//! Test-year reallocation.
//!
//! In the test year the two unified taxes are charged at token rates. They
//! are not an additional burden: the amount is taken out of an existing
//! legacy consumption tax before the test items are appended.

use rust_decimal::Decimal;

use super::common::{format_percent, round_half_up};
use super::regimes::{CONSUMPTION_TAX_B, TEST_FEDERAL_TAX, TEST_SUBNATIONAL_TAX};
use crate::{LineCategory, TaxLineItem, TaxRates};

/// Reduces the legacy line by `min(line, test taxes)` and appends the two
/// test taxes. Returns the amount moved off the legacy line.
pub fn reallocate_test_taxes(
    items: &mut Vec<TaxLineItem>,
    revenue: Decimal,
    rates: &TaxRates,
) -> Decimal {
    let federal = round_half_up(revenue * rates.test_federal);
    let subnational = round_half_up(revenue * rates.test_subnational);
    let test_total = federal + subnational;

    let reduction = match items
        .iter_mut()
        .find(|item| item.name == CONSUMPTION_TAX_B && item.category == LineCategory::OnRevenue)
    {
        Some(target) => {
            let reduction = target.value.min(test_total);
            target.value -= reduction;
            reduction
        }
        None => Decimal::ZERO,
    };

    items.push(
        TaxLineItem::on_revenue(TEST_FEDERAL_TAX, federal)
            .with_rate(format_percent(rates.test_federal)),
    );
    items.push(
        TaxLineItem::on_revenue(TEST_SUBNATIONAL_TAX, subnational)
            .with_rate(format_percent(rates.test_subnational)),
    );

    reduction
}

——

__What the task asks__:
Write out the whole listing again, exactly as it stands.

__Written response__:
//! Test-year reallocation.
//!
//! In the test year the two unified taxes are charged at token rates. They
//! are not an additional burden: the amount is taken out of an existing
//! legacy consumption tax before the test items are appended.

use rust_decimal::Decimal;

use super::common::{format_percent, round_half_up};
use super::regimes::{CONSUMPTION_TAX_B, TEST_FEDERAL_TAX, TEST_SUBNATIONAL_TAX};
use crate::{LineCategory, TaxLineItem, TaxRates};

/// Reduces the legacy line by `min(line, test taxes)` and appends the two
/// test taxes. Returns the amount moved off the legacy line.
pub fn reallocate_test_taxes(
    items: &mut Vec<TaxLineItem>,
    revenue: Decimal,
    rates: &TaxRates,
) -> Decimal {
    let federal = round_half_up(revenue * rates.test_federal);
    let subnational = round_half_up(revenue * rates.test_subnational);
    let test_total = federal + subnational;

    let reduction = match items
        .iter_mut()
        .find(|item| item.name == CONSUMPTION_TAX_B && item.category == LineCategory::OnRevenue)
    {
        Some(target) => {
            let reduction = target.value.min(test_total);
            target.value -= reduction;
            reduction
        }
        None => Decimal::ZERO,
    };

    items.push(
        TaxLineItem::on_revenue(TEST_FEDERAL_TAX, federal)
            .with_rate(format_percent(rates.test_federal)),
    );
    items.push(
        TaxLineItem::on_revenue(TEST_SUBNATIONAL_TAX, subnational)
            .with_rate(format_percent(rates.test_subnational)),
    );

    reduction
}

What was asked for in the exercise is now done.